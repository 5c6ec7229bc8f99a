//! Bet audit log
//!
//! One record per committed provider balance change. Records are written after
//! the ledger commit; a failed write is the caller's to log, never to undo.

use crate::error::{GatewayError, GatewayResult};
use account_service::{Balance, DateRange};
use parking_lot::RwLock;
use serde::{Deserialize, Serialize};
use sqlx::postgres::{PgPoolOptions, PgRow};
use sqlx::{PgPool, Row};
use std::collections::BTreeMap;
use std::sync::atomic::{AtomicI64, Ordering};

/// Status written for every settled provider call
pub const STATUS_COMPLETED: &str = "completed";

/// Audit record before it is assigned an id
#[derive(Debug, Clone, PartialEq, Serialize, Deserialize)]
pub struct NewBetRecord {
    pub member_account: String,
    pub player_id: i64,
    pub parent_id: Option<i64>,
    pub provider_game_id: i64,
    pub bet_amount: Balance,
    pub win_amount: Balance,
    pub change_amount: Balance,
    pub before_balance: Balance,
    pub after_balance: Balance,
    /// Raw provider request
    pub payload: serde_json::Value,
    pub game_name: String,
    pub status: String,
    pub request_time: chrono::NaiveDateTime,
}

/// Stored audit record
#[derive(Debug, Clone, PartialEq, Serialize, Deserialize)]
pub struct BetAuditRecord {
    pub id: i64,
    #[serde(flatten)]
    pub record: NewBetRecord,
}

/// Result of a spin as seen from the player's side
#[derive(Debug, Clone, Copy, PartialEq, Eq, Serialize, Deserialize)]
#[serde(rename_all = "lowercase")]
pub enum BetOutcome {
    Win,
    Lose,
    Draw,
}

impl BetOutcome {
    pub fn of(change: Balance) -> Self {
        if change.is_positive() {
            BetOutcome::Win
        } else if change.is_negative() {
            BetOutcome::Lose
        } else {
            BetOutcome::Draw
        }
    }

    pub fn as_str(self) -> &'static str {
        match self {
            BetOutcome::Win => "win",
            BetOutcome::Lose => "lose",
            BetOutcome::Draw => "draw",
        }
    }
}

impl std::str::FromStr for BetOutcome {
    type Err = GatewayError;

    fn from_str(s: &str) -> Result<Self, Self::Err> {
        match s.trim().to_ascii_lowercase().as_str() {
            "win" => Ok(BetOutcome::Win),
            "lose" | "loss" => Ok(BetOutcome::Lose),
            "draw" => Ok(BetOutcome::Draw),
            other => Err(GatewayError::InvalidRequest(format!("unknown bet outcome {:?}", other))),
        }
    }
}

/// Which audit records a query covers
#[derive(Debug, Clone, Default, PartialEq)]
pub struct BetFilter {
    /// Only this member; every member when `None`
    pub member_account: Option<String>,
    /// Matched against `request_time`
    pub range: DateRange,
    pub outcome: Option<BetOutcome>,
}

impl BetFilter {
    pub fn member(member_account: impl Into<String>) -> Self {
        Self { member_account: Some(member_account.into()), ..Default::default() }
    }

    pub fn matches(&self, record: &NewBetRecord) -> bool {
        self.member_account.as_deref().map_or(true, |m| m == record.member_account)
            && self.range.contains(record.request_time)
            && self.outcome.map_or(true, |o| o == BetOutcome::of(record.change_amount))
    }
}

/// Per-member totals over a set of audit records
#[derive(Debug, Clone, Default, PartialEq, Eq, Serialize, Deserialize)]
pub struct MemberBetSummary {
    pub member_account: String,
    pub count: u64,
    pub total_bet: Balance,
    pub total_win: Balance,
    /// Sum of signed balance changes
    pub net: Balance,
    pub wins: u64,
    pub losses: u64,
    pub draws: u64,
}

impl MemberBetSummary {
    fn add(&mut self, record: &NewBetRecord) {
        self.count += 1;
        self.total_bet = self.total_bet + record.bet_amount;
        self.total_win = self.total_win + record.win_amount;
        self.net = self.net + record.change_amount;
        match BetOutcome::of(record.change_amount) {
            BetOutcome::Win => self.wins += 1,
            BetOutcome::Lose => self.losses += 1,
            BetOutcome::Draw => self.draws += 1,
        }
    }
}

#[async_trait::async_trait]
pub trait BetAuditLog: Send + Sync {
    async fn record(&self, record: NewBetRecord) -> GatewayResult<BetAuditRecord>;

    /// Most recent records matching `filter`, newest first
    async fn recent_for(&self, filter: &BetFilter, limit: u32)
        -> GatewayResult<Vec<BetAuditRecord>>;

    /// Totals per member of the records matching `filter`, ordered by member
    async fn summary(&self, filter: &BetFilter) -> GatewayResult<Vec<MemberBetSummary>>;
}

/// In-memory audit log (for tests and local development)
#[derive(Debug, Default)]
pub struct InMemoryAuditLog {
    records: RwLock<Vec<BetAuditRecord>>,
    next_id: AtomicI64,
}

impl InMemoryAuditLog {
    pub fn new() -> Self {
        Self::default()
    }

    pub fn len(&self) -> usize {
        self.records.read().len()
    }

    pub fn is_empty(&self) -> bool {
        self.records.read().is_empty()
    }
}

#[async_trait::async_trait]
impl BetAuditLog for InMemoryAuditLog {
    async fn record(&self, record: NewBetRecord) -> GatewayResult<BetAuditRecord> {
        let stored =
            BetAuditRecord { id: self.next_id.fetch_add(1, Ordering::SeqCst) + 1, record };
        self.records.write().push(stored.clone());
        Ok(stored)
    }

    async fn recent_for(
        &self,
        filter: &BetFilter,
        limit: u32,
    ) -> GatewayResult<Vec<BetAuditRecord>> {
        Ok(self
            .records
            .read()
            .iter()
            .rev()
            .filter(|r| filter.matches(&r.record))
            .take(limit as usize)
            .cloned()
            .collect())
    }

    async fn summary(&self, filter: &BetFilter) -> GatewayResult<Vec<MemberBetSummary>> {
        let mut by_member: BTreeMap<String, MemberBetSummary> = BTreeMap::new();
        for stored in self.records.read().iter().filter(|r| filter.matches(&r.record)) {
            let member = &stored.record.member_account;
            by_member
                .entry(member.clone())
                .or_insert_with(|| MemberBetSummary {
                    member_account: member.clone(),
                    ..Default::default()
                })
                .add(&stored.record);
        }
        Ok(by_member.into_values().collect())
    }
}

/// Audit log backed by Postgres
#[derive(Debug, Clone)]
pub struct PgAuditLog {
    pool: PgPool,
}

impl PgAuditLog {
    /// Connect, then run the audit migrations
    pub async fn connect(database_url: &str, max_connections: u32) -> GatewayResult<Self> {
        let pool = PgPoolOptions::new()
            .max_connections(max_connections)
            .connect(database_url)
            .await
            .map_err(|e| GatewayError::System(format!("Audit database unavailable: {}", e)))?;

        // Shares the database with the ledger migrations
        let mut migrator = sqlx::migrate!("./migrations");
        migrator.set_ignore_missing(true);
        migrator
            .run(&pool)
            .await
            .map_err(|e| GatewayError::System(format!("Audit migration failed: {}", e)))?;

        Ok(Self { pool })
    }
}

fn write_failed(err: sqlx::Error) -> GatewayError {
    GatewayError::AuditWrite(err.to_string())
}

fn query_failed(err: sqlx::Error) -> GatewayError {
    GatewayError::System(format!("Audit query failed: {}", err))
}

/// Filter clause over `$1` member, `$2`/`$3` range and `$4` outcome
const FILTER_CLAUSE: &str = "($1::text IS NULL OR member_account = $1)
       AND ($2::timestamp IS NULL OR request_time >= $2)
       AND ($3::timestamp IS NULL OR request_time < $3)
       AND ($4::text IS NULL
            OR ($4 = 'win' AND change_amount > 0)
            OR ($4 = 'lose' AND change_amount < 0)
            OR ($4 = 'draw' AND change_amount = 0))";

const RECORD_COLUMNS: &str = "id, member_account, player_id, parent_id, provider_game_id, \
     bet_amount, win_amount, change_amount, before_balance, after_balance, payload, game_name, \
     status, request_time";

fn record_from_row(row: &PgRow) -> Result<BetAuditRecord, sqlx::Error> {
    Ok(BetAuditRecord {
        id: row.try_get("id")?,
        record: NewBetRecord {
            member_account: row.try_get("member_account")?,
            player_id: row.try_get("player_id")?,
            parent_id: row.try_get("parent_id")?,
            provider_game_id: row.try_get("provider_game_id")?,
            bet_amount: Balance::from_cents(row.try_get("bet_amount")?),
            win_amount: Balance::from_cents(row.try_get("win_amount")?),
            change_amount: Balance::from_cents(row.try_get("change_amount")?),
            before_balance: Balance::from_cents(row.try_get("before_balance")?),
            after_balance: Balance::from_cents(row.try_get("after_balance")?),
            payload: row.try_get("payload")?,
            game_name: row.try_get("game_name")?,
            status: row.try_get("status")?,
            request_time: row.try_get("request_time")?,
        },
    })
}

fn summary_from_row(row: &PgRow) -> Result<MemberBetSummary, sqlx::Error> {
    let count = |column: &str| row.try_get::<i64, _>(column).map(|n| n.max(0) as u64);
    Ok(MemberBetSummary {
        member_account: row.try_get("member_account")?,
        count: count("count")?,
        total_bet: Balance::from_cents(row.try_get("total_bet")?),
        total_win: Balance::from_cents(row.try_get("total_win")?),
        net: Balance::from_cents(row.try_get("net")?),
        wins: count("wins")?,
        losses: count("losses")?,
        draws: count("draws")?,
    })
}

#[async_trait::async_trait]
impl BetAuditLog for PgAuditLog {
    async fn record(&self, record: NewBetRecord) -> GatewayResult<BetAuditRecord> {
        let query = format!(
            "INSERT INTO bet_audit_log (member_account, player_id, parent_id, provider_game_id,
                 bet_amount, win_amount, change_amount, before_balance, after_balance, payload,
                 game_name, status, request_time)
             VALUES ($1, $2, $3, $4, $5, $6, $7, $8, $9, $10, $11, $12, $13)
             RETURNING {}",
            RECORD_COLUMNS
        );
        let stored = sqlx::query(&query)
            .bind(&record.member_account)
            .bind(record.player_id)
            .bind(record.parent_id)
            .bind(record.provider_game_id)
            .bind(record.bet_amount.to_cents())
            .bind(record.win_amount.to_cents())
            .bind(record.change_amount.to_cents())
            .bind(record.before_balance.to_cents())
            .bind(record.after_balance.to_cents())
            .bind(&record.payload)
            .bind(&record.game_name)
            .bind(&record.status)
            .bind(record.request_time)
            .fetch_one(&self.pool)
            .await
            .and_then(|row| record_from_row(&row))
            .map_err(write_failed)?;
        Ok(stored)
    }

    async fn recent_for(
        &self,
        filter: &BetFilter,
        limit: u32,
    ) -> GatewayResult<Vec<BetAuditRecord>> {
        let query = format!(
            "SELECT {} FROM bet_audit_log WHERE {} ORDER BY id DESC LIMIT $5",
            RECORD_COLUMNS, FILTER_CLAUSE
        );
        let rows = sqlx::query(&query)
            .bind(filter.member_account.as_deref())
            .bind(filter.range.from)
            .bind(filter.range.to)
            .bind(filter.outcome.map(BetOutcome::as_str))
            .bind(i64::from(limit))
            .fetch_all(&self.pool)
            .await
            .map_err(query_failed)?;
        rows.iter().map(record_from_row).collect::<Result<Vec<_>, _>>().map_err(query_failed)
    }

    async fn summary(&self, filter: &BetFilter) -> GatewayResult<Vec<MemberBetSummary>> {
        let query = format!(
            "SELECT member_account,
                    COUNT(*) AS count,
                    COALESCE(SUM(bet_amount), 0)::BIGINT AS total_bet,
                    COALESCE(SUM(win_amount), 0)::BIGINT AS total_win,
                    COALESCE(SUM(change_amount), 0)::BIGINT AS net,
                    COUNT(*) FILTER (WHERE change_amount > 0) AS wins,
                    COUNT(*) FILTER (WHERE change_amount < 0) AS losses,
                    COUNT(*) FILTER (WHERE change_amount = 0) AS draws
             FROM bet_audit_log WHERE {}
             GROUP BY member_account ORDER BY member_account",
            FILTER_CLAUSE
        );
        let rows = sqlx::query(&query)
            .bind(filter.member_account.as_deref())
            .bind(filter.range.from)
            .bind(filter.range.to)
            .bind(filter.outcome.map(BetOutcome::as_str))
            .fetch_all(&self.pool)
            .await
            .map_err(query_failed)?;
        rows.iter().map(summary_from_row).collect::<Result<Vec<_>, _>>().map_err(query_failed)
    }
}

▬▬▬▬▬▬

* WORK INSTRUCTION *
Although the records may continue, retype only the lines from the first one through the one containing "pub fn of(change: Balance)", exactly as they appear.

* SOLVED EXERCISE *
repository 5c6ec7229bc8f99a
//! Bet audit log
//!
//! One record per committed provider balance change. Records are written after
//! the ledger commit; a failed write is the caller's to log, never to undo.

use crate::error::{GatewayError, GatewayResult};
use account_service::{Balance, DateRange};
use parking_lot::RwLock;
use serde::{Deserialize, Serialize};
use sqlx::postgres::{PgPoolOptions, PgRow};
use sqlx::{PgPool, Row};
use std::collections::BTreeMap;
use std::sync::atomic::{AtomicI64, Ordering};

/// Status written for every settled provider call
pub const STATUS_COMPLETED: &str = "completed";

/// Audit record before it is assigned an id
#[derive(Debug, Clone, PartialEq, Serialize, Deserialize)]
pub struct NewBetRecord {
    pub member_account: String,
    pub player_id: i64,
    pub parent_id: Option<i64>,
    pub provider_game_id: i64,
    pub bet_amount: Balance,
    pub win_amount: Balance,
    pub change_amount: Balance,
    pub before_balance: Balance,
    pub after_balance: Balance,
    /// Raw provider request
    pub payload: serde_json::Value,
    pub game_name: String,
    pub status: String,
    pub request_time: chrono::NaiveDateTime,
}

/// Stored audit record
#[derive(Debug, Clone, PartialEq, Serialize, Deserialize)]
pub struct BetAuditRecord {
    pub id: i64,
    #[serde(flatten)]
    pub record: NewBetRecord,
}

/// Result of a spin as seen from the player's side
#[derive(Debug, Clone, Copy, PartialEq, Eq, Serialize, Deserialize)]
#[serde(rename_all = "lowercase")]
pub enum BetOutcome {
    Win,
    Lose,
    Draw,
}

impl BetOutcome {
    pub fn of(change: Balance) -> Self {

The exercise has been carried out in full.